On Wed, Feb 22, 2012 at 8:09 PM, thargy <uncle...@googlemail.com> wrote:
> I have the CustomAttributes, and I believe I need to use
> Constructor.Paramter.Add(), however, Constructor.Parameter is null in
> the case there are no parameters already.
If you have a CustomAttribute.ConstructorParameters collection, it
means that you're using an old version of Mono.Cecil. I strongly
suggest you use a recent one from http://github.com/jbevain/cecil.
If you have a CustomAttribute.ConstructorArguments collections, you're good.
And if you want to set properties, you can not use constructor
arguments. Remember that a custom attributes is mapped to a
constructor invocation, plus setting some fields and properties.

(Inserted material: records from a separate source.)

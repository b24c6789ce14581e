use crate::game_repr::{MoveList, Position, Square};

const KNIGHT_OFFSETS: [(i8, i8); 8] = [
    (1, 2), (-1, 2), (1, -2), (-1, -2),
    (2, 1), (-2, 1), (2, -1), (-2, -1),
];

impl Position {
    /// Generate knight moves into a provided buffer
    pub fn knight_moves_into(&self, from: Square, moves: &mut MoveList) {
        self.step_moves_into(from, &KNIGHT_OFFSETS, moves);
    }
}
// Iterative Deepening Search Orchestrator
//
// Runs full root passes at increasing depth until the time budget is spent,
// the caller cancels, the depth cap is reached or a King capture is found.
// The best move of each finished pass is tried first in the next one.
// Deadline and cancellation are only checked between passes, so a search
// can overrun its budget by at most one pass.

use std::sync::atomic::{AtomicBool, Ordering};
use std::time::{Duration, Instant};

use log::debug;

use crate::error::ConfigError;
use crate::game_repr::{Color, Move, Position};
use super::context::EngineContext;
use super::eval_memo::EvalMemo;
use super::evaluation::KING_CAPTURE_SCORE;
use super::move_ordering::generate_ordered_moves;
use super::negamax::{captures_king, negamax};

/// Depth of the first iteration
#[derive(Debug, Clone, Copy, PartialEq, Eq)]
pub enum StartDepth {
    Fixed(u8),
    /// Shallower with more material on the board: more than 24 pieces
    /// starts at 1, more than 12 at 2, otherwise 3
    PhaseAdjusted,
}

impl StartDepth {
    pub fn resolve(self, pos: &Position) -> u8 {
        match self {
            StartDepth::Fixed(depth) => depth,
            StartDepth::PhaseAdjusted => match pos.piece_count() {
                n if n > 24 => 1,
                n if n > 12 => 2,
                _ => 3,
            },
        }
    }
}

/// Search limits
#[derive(Debug, Clone, Copy, PartialEq, Eq)]
pub struct SearchConfig {
    /// Wall-clock budget; no new iteration starts once it has passed
    pub time_budget: Duration,
    pub start_depth: StartDepth,
    pub max_depth: u8,
}

impl Default for SearchConfig {
    fn default() -> Self {
        Self {
            time_budget: Duration::from_secs(1),
            start_depth: StartDepth::Fixed(1),
            max_depth: 64,
        }
    }
}

impl SearchConfig {
    pub fn validate(&self) -> Result<(), ConfigError> {
        if self.time_budget.is_zero() {
            return Err(ConfigError::ZeroBudget(self.time_budget));
        }
        if self.max_depth == 0 {
            return Err(ConfigError::ZeroDepth);
        }
        if let StartDepth::Fixed(start) = self.start_depth {
            if start == 0 {
                return Err(ConfigError::ZeroDepth);
            }
            if start > self.max_depth {
                return Err(ConfigError::DepthRange {
                    start,
                    max: self.max_depth,
                });
            }
        }
        Ok(())
    }
}

/// Result of a search operation
#[derive(Debug, Clone, PartialEq)]
pub struct SearchResult {
    /// `None` when the side had no moves at all
    pub best_move: Option<Move>,
    pub score: f32,
    /// Deepest completed iteration
    pub depth: u8,
    pub nodes_searched: u64,
    pub elapsed: Duration,
}

impl SearchResult {
    pub fn new() -> Self {
        Self {
            best_move: None,
            score: 0.0,
            depth: 0,
            nodes_searched: 0,
            elapsed: Duration::ZERO,
        }
    }

    /// The chosen move wins by force: the opposing King falls, or the
    /// opponent is left without a move
    pub fn is_decisive(&self) -> bool {
        self.score >= KING_CAPTURE_SCORE
    }
}

impl Default for SearchResult {
    fn default() -> Self {
        Self::new()
    }
}

/// Perform iterative deepening search to find the best move for `side`
///
/// The search works on its own copy of `pos`. `cancel` is polled between
/// iterations; at least one iteration always completes.
pub fn iterative_deepening_search(
    ctx: &EngineContext,
    memo: &mut EvalMemo,
    pos: &Position,
    side: Color,
    config: &SearchConfig,
    cancel: &AtomicBool,
) -> SearchResult {
    let start_time = Instant::now();
    let mut result = SearchResult::new();
    let mut search_pos = pos.clone();
    let root_hash = ctx.zobrist.hash(&search_pos);

    let max_depth = config.max_depth.max(1);
    let mut depth = config.start_depth.resolve(pos).clamp(1, max_depth);
    let mut pv_move: Option<Move> = None;
    let mut total_nodes = 0u64;

    loop {
        let moves = generate_ordered_moves(&search_pos, side, pv_move);
        if moves.is_empty() {
            debug!("{} has no moves", side);
            break;
        }

        // A King capture at the root ends the search at once
        if let Some(mv) = moves.iter().find(|mv| captures_king(&search_pos, mv)) {
            result.best_move = Some(*mv);
            result.score = KING_CAPTURE_SCORE;
            result.depth = depth;
            break;
        }

        let mut alpha = f32::NEG_INFINITY;
        let beta = f32::INFINITY;
        let mut best_score = f32::NEG_INFINITY;
        let mut best_move = None;

        for mv in &moves {
            let (child_hash, undo) = ctx.zobrist.make_move(&mut search_pos, mv, root_hash);
            total_nodes += 1;
            let score = -negamax(
                ctx,
                memo,
                &mut search_pos,
                side.opposite(),
                depth - 1,
                -beta,
                -alpha,
                child_hash,
                &mut total_nodes,
            );
            search_pos.unmake(mv, undo);

            if score > best_score {
                best_score = score;
                best_move = Some(*mv);
            }
            alpha = alpha.max(best_score);
        }

        result.best_move = best_move;
        result.score = best_score;
        result.depth = depth;
        result.nodes_searched = total_nodes;
        result.elapsed = start_time.elapsed();
        pv_move = best_move;

        print_search_info(&result);

        if result.is_decisive()
            || depth >= max_depth
            || start_time.elapsed() >= config.time_budget
            || cancel.load(Ordering::Relaxed)
        {
            break;
        }
        depth += 1;
    }

    result.nodes_searched = total_nodes;
    result.elapsed = start_time.elapsed();
    result
}

/// Log one finished iteration
fn print_search_info(result: &SearchResult) {
    let nps = if result.elapsed.as_millis() > 0 {
        (result.nodes_searched as u128 * 1000) / result.elapsed.as_millis()
    } else {
        0
    };

    debug!(
        "depth {} score {:.2} nodes {} time {}ms nps {} best {}",
        result.depth,
        result.score,
        result.nodes_searched,
        result.elapsed.as_millis(),
        nps,
        result
            .best_move
            .map(|mv| mv.to_string())
            .unwrap_or_else(|| "-".to_string()),
    );
}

So in
your example, AttachDataAttribute has default constructor with no
parameter, and thus, no argument is passed to instantiate it.

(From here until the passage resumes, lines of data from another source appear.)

// Position string parsing tests

use crate::error::FenError;
use crate::game_repr::{Color, Piece, PieceKind, Position};
use super::sq;

// ==================== FEN PARSING TESTS ====================

const START_FEN: &str = "rnbqkbnr/pppppppp/8/8/8/8/PPPPPPPP/RNBQKBNR w KQkq -";

#[test]
fn test_default_position_matches_start_fen() {
    let parsed = Position::from_fen(START_FEN, Color::White).unwrap();
    assert_eq!(parsed, Position::default());
    assert_eq!(Position::default().to_fen(), START_FEN);
}

#[test]
fn test_new_game_layout() {
    let pos = Position::new_game(Color::Black);
    // Queen on file 3, King on file 4 for both sides
    assert_eq!(pos.piece_at(sq("d1")), Some(Piece::new(PieceKind::Queen, Color::Black)));
    assert_eq!(pos.piece_at(sq("e1")), Some(Piece::new(PieceKind::King, Color::Black)));
    assert_eq!(pos.piece_at(sq("d8")), Some(Piece::new(PieceKind::Queen, Color::White)));
    assert_eq!(pos.piece_at(sq("e8")), Some(Piece::new(PieceKind::King, Color::White)));
    assert_eq!(pos.side_to_move, Color::Black);
    assert_eq!(pos.piece_count(), 32);
}

#[test]
fn test_en_passant_field_names_skipped_square() {
    let pos = Position::from_fen(
        "rnbqkbnr/pppp1ppp/8/8/4p3/8/PPPPPPPP/RNBQKBNR b KQkq e3",
        Color::White,
    );
    assert_eq!(pos, Err(FenError::BadEnPassant("e3".to_string())));

    let fen = "rnbqkbnr/pppppppp/8/8/4P3/8/PPPP1PPP/RNBQKBNR b KQkq e3";
    let pos = Position::from_fen(fen, Color::White).unwrap();
    assert_eq!(pos.en_passant, Some(sq("e4")));
    assert_eq!(pos.to_fen(), fen);
}

#[test]
fn test_optional_fields_default() {
    let pos = Position::from_fen("4k3/8/8/8/8/8/8/4K3", Color::White).unwrap();
    assert_eq!(pos.side_to_move, Color::White);
    assert_eq!(pos.en_passant, None);
    assert!(!pos.castle_rights.long(Color::White));
    assert_eq!(pos.to_fen(), "4k3/8/8/8/8/8/8/4K3 w - -");
}

#[test]
fn test_fen_errors() {
    assert_eq!(Position::from_fen("", Color::White), Err(FenError::Empty));
    assert_eq!(Position::from_fen("8/8/8", Color::White), Err(FenError::RowCount(3)));
    assert_eq!(
        Position::from_fen("4k3/8/8/8/8/8/8/4K4", Color::White),
        Err(FenError::RowLength(7))
    );
    assert_eq!(
        Position::from_fen("4k3/8/8/8/8/8/8/4X3", Color::White),
        Err(FenError::BadPiece('X'))
    );
    assert_eq!(
        Position::from_fen("4k3/8/8/8/8/8/8/4K3 x", Color::White),
        Err(FenError::BadSide("x".to_string()))
    );
    assert_eq!(
        Position::from_fen("4k3/8/8/8/8/8/8/4K3 w Z", Color::White),
        Err(FenError::BadCastling("Z".to_string()))
    );
    assert_eq!(
        Position::from_fen("8/8/8/8/8/8/8/4K3", Color::White),
        Err(FenError::KingCount { color: Color::Black, count: 0 })
    );
}

#[test]
fn test_display_shows_side_to_move() {
    let text = Position::default().to_string();
    assert!(text.starts_with("8  r n b q k b n r"));
    assert!(text.ends_with("White to move"));
}
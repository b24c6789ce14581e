use crate::game_repr::{MoveList, Position, Square};

use super::bishop::BISHOP_DIRECTIONS;
use super::rook::ROOK_DIRECTIONS;

impl Position {
    /// Generate queen moves into a provided buffer
    pub fn queen_moves_into(&self, from: Square, moves: &mut MoveList) {
        self.slide_moves_into(from, &BISHOP_DIRECTIONS, moves);
        self.slide_moves_into(from, &ROOK_DIRECTIONS, moves);
    }
}
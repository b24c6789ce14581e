use super::*;

// ==================== HELPER FUNCTIONS ====================

/// Empty grid with White as the starting (bottom) side
pub fn empty_board() -> Position {
    Position::empty(Color::White)
}

/// Helper function to place a piece by algebraic square name
pub fn place_piece(pos: &mut Position, square: &str, kind: PieceKind, color: Color) {
    pos.set(sq(square), Some(Piece::new(kind, color)));
}

pub fn sq(name: &str) -> Square {
    Square::from_algebraic(name).unwrap()
}

/// Helper function to check if a move exists in the move list
pub fn has_move(moves: &[Move], from: &str, to: &str) -> bool {
    moves.iter().any(|m| m.from == sq(from) && m.to == sq(to))
}

pub fn find_move(moves: &[Move], from: &str, to: &str) -> Move {
    *moves
        .iter()
        .find(|m| m.from == sq(from) && m.to == sq(to))
        .unwrap_or_else(|| panic!("{}{} not generated", from, to))
}

// ==================== TEST MODULES ====================

mod piece_movement;
mod make_unmake;
mod fen_parsing;
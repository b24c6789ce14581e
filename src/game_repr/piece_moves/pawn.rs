use crate::game_repr::{Color, Move, MoveList, PieceKind, Position, Promotion, Square};

impl Position {
    /// Generate pawn moves into a provided buffer.
    ///
    /// Direction depends on whether the pawn belongs to the starter (moving
    /// up the grid) or to the other side (moving down).
    pub fn pawn_moves_into(&self, from: Square, moves: &mut MoveList) {
        let Some(pawn) = self.piece_at(from) else {
            return;
        };
        let dir = self.forward(pawn.color);
        let last_rank = self.promotion_rank(pawn.color);
        let flag_promotion = |mut mv: Move| {
            if mv.to.rank == last_rank {
                mv.promotion = Some(Promotion::Undecided);
            }
            mv
        };

        // A pawn can only stand on its own last rank while its promotion is
        // still being decided
        let Some(ahead) = from.offset(dir, 0) else {
            return;
        };

        if self.is_empty(ahead) {
            moves.push(flag_promotion(Move::quiet(from, ahead)));

            if from.rank == self.pawn_start_rank(pawn.color) {
                if let Some(two_ahead) = ahead.offset(dir, 0) {
                    if self.is_empty(two_ahead) {
                        let mut mv = Move::quiet(from, two_ahead);
                        mv.double_push = true;
                        moves.push(mv);
                    }
                }
            }
        }

        for df in [-1, 1] {
            if let Some(target) = from.offset(dir, df) {
                if matches!(self.piece_at(target), Some(p) if p.color != pawn.color) {
                    moves.push(flag_promotion(Move::capturing(from, target)));
                }
            }

            // En passant: the double-pushed pawn sits beside us
            if let (Some(ep), Some(side)) = (self.en_passant, from.offset(0, df)) {
                if ep == side && self.is_enemy_pawn(ep, pawn.color) {
                    if let Some(to) = from.offset(dir, df) {
                        if self.is_empty(to) {
                            let mut mv = Move::new(from, to, Some(ep));
                            mv.en_passant = true;
                            moves.push(mv);
                        }
                    }
                }
            }
        }
    }

    fn is_enemy_pawn(&self, sq: Square, own: Color) -> bool {
        matches!(self.piece_at(sq), Some(p) if p.kind == PieceKind::Pawn && p.color != own)
    }
}
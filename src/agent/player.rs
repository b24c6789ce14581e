//! Player trait and game-end judging.
//!
//! A [`Player`] is anything that can produce a move for a side: the engine,
//! a human behind some front end, a replay. The trait has no constructor
//! since each kind of player needs different setup.
//!
//! `get_move` is synchronous and may block; a front end that must stay
//! responsive uses [`crate::agent::ai::Engine::get_best_move`] directly and
//! polls the handle instead.

use crate::game_repr::{Color, Move, Outcome, Position, UndoRecord};

/// Result of a completed game
#[derive(Debug, Clone, Copy, PartialEq, Eq)]
pub enum GameResult {
    WhiteWins,
    BlackWins,
    /// The side to move had no move at all
    Draw,
}

impl GameResult {
    /// Create a GameResult from the winning color
    pub fn from_winner(winner: Color) -> Self {
        match winner {
            Color::White => GameResult::WhiteWins,
            Color::Black => GameResult::BlackWins,
        }
    }
}

impl From<Outcome> for GameResult {
    fn from(outcome: Outcome) -> Self {
        match outcome {
            Outcome::Winner(color) => GameResult::from_winner(color),
            Outcome::Draw => GameResult::Draw,
        }
    }
}

/// Trait for entities that can provide moves
pub trait Player {
    /// Request the next move for `color` in `pos`.
    ///
    /// Returns `None` when the player has no move or gives up.
    fn get_move(&mut self, pos: &Position, color: Color) -> Option<Move>;

    /// Notify this player that the game has ended.
    fn game_ended(&mut self, _result: GameResult) {}

    fn name(&self) -> &str {
        "Player"
    }
}

/// Decide whether the game is over after a move was applied.
///
/// Taking the King wins for the mover. Otherwise, if the side now to move
/// has no move at all, the game is drawn. The verdict is stored on the
/// position (`terminal` / `winner`).
pub fn judge_after_move(pos: &mut Position, undo: &UndoRecord) -> Option<GameResult> {
    let outcome = if undo.terminal() {
        Outcome::Winner(undo.mover().color)
    } else if pos.generate_moves(pos.side_to_move).is_empty() {
        Outcome::Draw
    } else {
        return None;
    };

    pos.terminal = true;
    pos.winner = Some(outcome);
    Some(outcome.into())
}

#[cfg(test)]
mod tests {
    use super::*;
    use crate::game_repr::{PieceKind, Piece, Square};

    #[test]
    fn test_king_capture_wins() {
        let mut pos = Position::empty(Color::White);
        pos.set(Square::new(7, 0), Some(Piece::new(PieceKind::Rook, Color::White)));
        pos.set(Square::new(7, 4), Some(Piece::new(PieceKind::King, Color::White)));
        pos.set(Square::new(0, 0), Some(Piece::new(PieceKind::King, Color::Black)));

        let mv = Move::capturing(Square::new(7, 0), Square::new(0, 0));
        let undo = pos.apply(&mv);
        assert_eq!(judge_after_move(&mut pos, &undo), Some(GameResult::WhiteWins));
        assert!(pos.terminal);
        assert_eq!(pos.winner, Some(Outcome::Winner(Color::White)));
    }

    #[test]
    fn test_no_moves_is_draw() {
        // Black's lone pawn is blocked and Black has no King
        let mut pos = Position::empty(Color::White);
        pos.set(Square::new(7, 7), Some(Piece::new(PieceKind::King, Color::White)));
        pos.set(Square::new(6, 0), Some(Piece::new(PieceKind::Rook, Color::White)));
        pos.set(Square::new(2, 3), Some(Piece::new(PieceKind::Pawn, Color::Black)));
        pos.set(Square::new(3, 3), Some(Piece::new(PieceKind::Knight, Color::White)));

        let mv = Move::quiet(Square::new(6, 0), Square::new(5, 0));
        let undo = pos.apply(&mv);
        assert_eq!(judge_after_move(&mut pos, &undo), Some(GameResult::Draw));
        assert_eq!(pos.winner, Some(Outcome::Draw));
    }

    #[test]
    fn test_ongoing_game() {
        let mut pos = Position::default();
        let mv = pos.generate_moves(Color::White)[0];
        let undo = pos.apply(&mv);
        assert_eq!(judge_after_move(&mut pos, &undo), None);
        assert!(!pos.terminal);
    }
}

What you want to do, representing [AttachData(Type =
typeof(Foo.Bar))], is setting a value through a property of a custom
attribute.
You can do it with something like:
var module = ... as ModuleDefinition;
var attachData = new CustomAttribute (module.Import (theAttachDataConstructor));
var value = module.Import (fooBar); // create a reference to Foo.Bar
scoped for module
var type = module.Import (typeof (Type)); // create a reference to
System.Type scoped for module
/*
the issue with using typeof (Type) is that it will create a reference
to the version of System.Type your CLR is running on
so if you're instrumenting a 2.0 assembly from a 4.0 program, you
better pass a Cecil representation of the 2.0 System.Type
*/
attachData.Properties.Add (new CustomAttributeNamedArgument ("Type",
new CustomAttributeArgument (type, value)));
The code is not guaranteed to be exact and is written from memory.
Jb
I actually did. Cecil 0.6 has a ConstructorParameters collection that
was renamed in 0.9, hence the confusion.
CustomAttribute.Constructor.Parameters actually point to the
parameters of the constructors. You don't want to modify that unless
you want to modify the constructor of say, AttachDataAttribute.

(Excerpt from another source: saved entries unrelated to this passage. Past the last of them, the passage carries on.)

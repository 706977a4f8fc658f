// Copyright 2023 Google LLC
//
// Licensed under the Apache License, Version 2.0 <LICENSE-APACHE or
// https://www.apache.org/licenses/LICENSE-2.0> or the MIT license
// <LICENSE-MIT or https://opensource.org/licenses/MIT>, at your
// option. This file may not be copied, modified, or distributed
// except according to those terms.

use object::pe;
use object::pod::Pod;
use object::{LittleEndian, U16Bytes, U32Bytes, U64Bytes};

/// A fixed-layout structure that can be read out of an image.
///
/// The record size is `size_of::<Self>()`, and the bytes are copied into
/// the record in declaration order with no padding. Multi-byte fields
/// should use `object`'s little-endian field types (for example
/// [`U32Bytes<LittleEndian>`]), which gives the record an alignment of
/// one. Records with a larger alignment are not supported; the reader
/// reports them as a short read.
///
/// This is implemented for the `object::pe` header structures and for
/// the little-endian scalar types.
pub trait Record: Pod {
    /// Name used in error messages.
    const NAME: &'static str;
}

macro_rules! impl_record {
    ($($ty:ty => $name:literal,)*) => {
        $(
            impl Record for $ty {
                const NAME: &'static str = $name;
            }

            const _: () = assert!(core::mem::align_of::<$ty>() == 1);
        )*
    };
}

impl_record! {
    U16Bytes<LittleEndian> => "u16",
    U32Bytes<LittleEndian> => "u32",
    U64Bytes<LittleEndian> => "u64",
    pe::ImageDosHeader => "IMAGE_DOS_HEADER",
    pe::ImageFileHeader => "IMAGE_FILE_HEADER",
    pe::ImageOptionalHeader32 => "IMAGE_OPTIONAL_HEADER32",
    pe::ImageOptionalHeader64 => "IMAGE_OPTIONAL_HEADER64",
    pe::ImageNtHeaders32 => "IMAGE_NT_HEADERS32",
    pe::ImageNtHeaders64 => "IMAGE_NT_HEADERS64",
    pe::ImageDataDirectory => "IMAGE_DATA_DIRECTORY",
    pe::ImageSectionHeader => "IMAGE_SECTION_HEADER",
    pe::ImageExportDirectory => "IMAGE_EXPORT_DIRECTORY",
    pe::ImageImportDescriptor => "IMAGE_IMPORT_DESCRIPTOR",
    pe::ImageDelayloadDescriptor => "IMAGE_DELAYLOAD_DESCRIPTOR",
    pe::ImageResourceDirectory => "IMAGE_RESOURCE_DIRECTORY",
    pe::ImageResourceDirectoryEntry => "IMAGE_RESOURCE_DIRECTORY_ENTRY",
    pe::ImageResourceDataEntry => "IMAGE_RESOURCE_DATA_ENTRY",
    pe::ImageDebugDirectory => "IMAGE_DEBUG_DIRECTORY",
    pe::ImageBaseRelocation => "IMAGE_BASE_RELOCATION",
    pe::ImageTlsDirectory32 => "IMAGE_TLS_DIRECTORY32",
    pe::ImageTlsDirectory64 => "IMAGE_TLS_DIRECTORY64",
    pe::ImageLoadConfigDirectory32 => "IMAGE_LOAD_CONFIG_DIRECTORY32",
    pe::ImageLoadConfigDirectory64 => "IMAGE_LOAD_CONFIG_DIRECTORY64",
}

> I'm not trying to add a new Attribute, I'm trying to modify an
> existing attribute in the assembly (as per example).
The principle is the same, instead of creating a new one, you can just
modify an existing one. You can add a CustomAttributeNamedArgument in
the Properties, and if everything is correct, it will be serialized at
Write time.
> Further to previous question, I get the type by resolving the
> module.TypeSystem.CorLib to an AssemblyDefinition and using GetType on
> the MainModule, this guarantees I get the type from the right
> framework library and avoid creating a dependency on the Type in the
> framework currently being used.
This work too.
> To come back to my problem, is the only way to remove the existing
> attribute and add a new one, or is it possible to do this on an
> existing attribute?
It shouldn't be a problem to modify an existing one.